Last night Anita and I went to a small dinner party. There were four couples. It was a good night. Tasty food. Laughter. Some really good conversation.
I want to talk a bit about that really good conversation piece of the evening. Of late I’ve been lamenting the lost art of conversation. Last night I found it again. Here’s what happened. People kidded each other. Questions were asked. Tough subjects were covered (the mosque, the essence of democracy,terrorism, how to find meaning in life, children, faith, etc.). Smart and kind people were discussing some dicey issues and if truth be known not everyone agreed on everything. But there was no scurrying for cover, no fear of thinking out loud (at least I think not) and no need to convert someone else to a particular point of view. There was a nice exchange of ideas. It felt good. It was free and easy.
I've been at other gatherings where the food was tasty and people were happy. But it wasn't free and easy. No way was I going to talk about the mosque, faith, the care and feeding of children or the meaning of democracy. Why? Because it wasn’t safe. There was an unspoken party line that everyone was adhering to. Conversation was stilted, polite, but frankly boring. Everyone was on their best behavior so there were no contrary opinions or even gentle probing of issues and ideas. For sure, there was no invigorating give and take. Most people kept relatively quiet, smiled nicely, talked about the Cubs and the Bears and when it was all said and done were probably thankful that they had walked through a minefield and walked away relatively intact.
Over the past couple of years I’ve learned, that for the most part, most people don’t want good conversation and the thrill of the engagement. We have entrenched positions and are not eager to hear what others have to think. It’s a sign of the times. Additionally, I think most people have forgotten the value of a good question and the probing that’s necessary in order to discover what another really thinks and feels.
Christians stifle conversation all too often. In some faith circles there is a certain ‘group think’ everybody buys into. Whether that ‘group think’ tilts to the right or to the left doesn’t really matter. It pervades the culture of faith and anyone who does want to think ‘out loud’ and take a contrary point of view usually finds out its best to get along and go along. Too bad. We miss out on the variety within the body of Christ. And without hearing the other point of view we never get to that messy 'iron sharpening iron' the Scripture talks about.

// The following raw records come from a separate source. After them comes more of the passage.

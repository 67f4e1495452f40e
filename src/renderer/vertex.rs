//! Vertex types for 2D rendering

use bytemuck::{Pod, Zeroable};

/// Simple 2D vertex with position and color
#[repr(C)]
#[derive(Copy, Clone, Debug, PartialEq, Pod, Zeroable)]
pub struct Vertex {
    pub position: [f32; 2],
    pub color: [f32; 4],
}

impl Vertex {
    pub const fn new(x: f32, y: f32, color: [f32; 4]) -> Self {
        Self {
            position: [x, y],
            color,
        }
    }
}

/// Raw bytes of a vertex slice, ready for a GPU buffer
pub fn as_bytes(vertices: &[Vertex]) -> &[u8] {
    bytemuck::cast_slice(vertices)
}

const fn rgb(r: u8, g: u8, b: u8) -> [f32; 4] {
    [r as f32 / 255.0, g as f32 / 255.0, b as f32 / 255.0, 1.0]
}

/// Colors for game elements
pub mod colors {
    use super::rgb;

    pub const WHITE: [f32; 4] = rgb(255, 255, 255);
    pub const BACKGROUND: [f32; 4] = rgb(12, 12, 12);
    /// Left side: paddle, score, menu accents
    pub const CYAN: [f32; 4] = rgb(0, 200, 220);
    /// Right side
    pub const MAGENTA: [f32; 4] = rgb(255, 80, 180);
    pub const GRAY: [f32; 4] = rgb(90, 90, 90);
}

#[cfg(test)]
mod tests {
    use super::*;

    #[test]
    fn test_vertex_layout() {
        assert_eq!(std::mem::size_of::<Vertex>(), 24);
        let verts = [Vertex::new(1.0, 2.0, colors::WHITE); 3];
        assert_eq!(as_bytes(&verts).len(), 72);
    }

    #[test]
    fn test_colors_normalized() {
        assert_eq!(colors::WHITE, [1.0, 1.0, 1.0, 1.0]);
        assert!((colors::CYAN[2] - 220.0 / 255.0).abs() < 1e-6);
    }
}
//! Menu / match state machine
//!
//! Discrete key events drive transitions between the menu and a match;
//! held keys drive the paddles. One call to [`App::frame`] per host frame.

use crate::platform::{InputEvent, Key, KeyState};
use crate::settings::{PlayMode, Settings};
use crate::sim::{FrameTime, GameEvent, MatchState, PaddleCommand, TickInput, tick};

/// Top-level screen
#[derive(Debug, Clone)]
pub enum AppScreen {
    /// Choosing mode, difficulty and match length
    Menu,
    /// A match in progress (including paused and finished)
    Playing(Box<MatchState>),
}

/// Application state
#[derive(Debug, Clone)]
pub struct App {
    pub settings: Settings,
    pub screen: AppScreen,
    /// Cleared by Escape or window close
    pub running: bool,
    matches_started: u64,
}

impl App {
    pub fn new(settings: Settings) -> Self {
        Self {
            settings: settings.clamped(),
            screen: AppScreen::Menu,
            running: true,
            matches_started: 0,
        }
    }

    pub fn match_state(&self) -> Option<&MatchState> {
        match &self.screen {
            AppScreen::Playing(state) => Some(&**state),
            AppScreen::Menu => None,
        }
    }

    /// Start a match with the current settings
    pub fn start_match(&mut self, now_ms: u64) {
        let settings = Settings {
            seed: self.settings.seed.wrapping_add(self.matches_started),
            ..self.settings.clone()
        };
        self.matches_started += 1;
        log::info!(
            "Match started: {} / {} / first to {}",
            settings.mode.as_str(),
            settings.difficulty.as_str(),
            settings.win_score
        );
        self.screen = AppScreen::Playing(Box::new(MatchState::new(&settings, now_ms)));
    }

    /// Process one frame: discrete events first, then the simulation tick.
    /// Returns the simulation events of this frame.
    pub fn frame(&mut self, keys: &KeyState, events: &[InputEvent], time: FrameTime) -> Vec<GameEvent> {
        let mut pause = false;

        for &event in events {
            match event {
                InputEvent::Quit | InputEvent::KeyDown(Key::Escape) => {
                    log::info!("Quit requested");
                    self.running = false;
                    return Vec::new();
                }
                InputEvent::KeyDown(key) => {
                    if matches!(self.screen, AppScreen::Menu) {
                        self.menu_key(key, time.now_ms);
                    } else if self.match_key(key, time.now_ms) {
                        pause = !pause;
                    }
                }
                InputEvent::KeyUp(_) => {}
            }
        }

        let AppScreen::Playing(state) = &mut self.screen else {
            return Vec::new();
        };

        let input = TickInput {
            left: command(keys, Key::W, Key::S),
            right: match self.settings.mode {
                PlayMode::TwoPlayer => command(keys, Key::Up, Key::Down),
                _ => PaddleCommand::Hold,
            },
            pause,
        };
        tick(state, &input, time);
        state.events.clone()
    }

    fn menu_key(&mut self, key: Key, now_ms: u64) {
        match key {
            Key::Num1 => self.settings.mode = PlayMode::OnePlayer,
            Key::Num2 => self.settings.mode = PlayMode::TwoPlayer,
            Key::Up => self.settings.difficulty = self.settings.difficulty.harder(),
            Key::Down => self.settings.difficulty = self.settings.difficulty.easier(),
            Key::Left => self.settings.decrease_win_score(),
            Key::Right => self.settings.increase_win_score(),
            Key::Space | Key::Enter => self.start_match(now_ms),
            _ => {}
        }
    }

    /// In-match keys; returns true for a pause toggle
    fn match_key(&mut self, key: Key, now_ms: u64) -> bool {
        match key {
            Key::P => return true,
            Key::R => {
                log::info!("Back to menu");
                self.screen = AppScreen::Menu;
            }
            Key::Space => {
                if let AppScreen::Playing(state) = &mut self.screen {
                    if state.is_over() {
                        state.play_again(now_ms);
                    }
                }
            }
            _ => {}
        }
        false
    }
}

/// Held-key pair to a paddle command; both or neither held means hold
fn command(keys: &KeyState, up: Key, down: Key) -> PaddleCommand {
    match (keys.is_pressed(up), keys.is_pressed(down)) {
        (true, false) => PaddleCommand::Up,
        (false, true) => PaddleCommand::Down,
        _ => PaddleCommand::Hold,
    }
}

I’ve often thought that the most interesting place to have ever been would be around a campfire with Jesus. I bet it was a rich conversation. Good questions. Some interesting give and take. Laughter. Moments of deep silence. I just have a hunch that Jesus loved the probing insight, the practical application question, and even the impetuous comment. It was part of the discipleship process.
So, last night was a good night. No world problems were solved but I felt listened to and taken seriously. I think others did too. How good is that?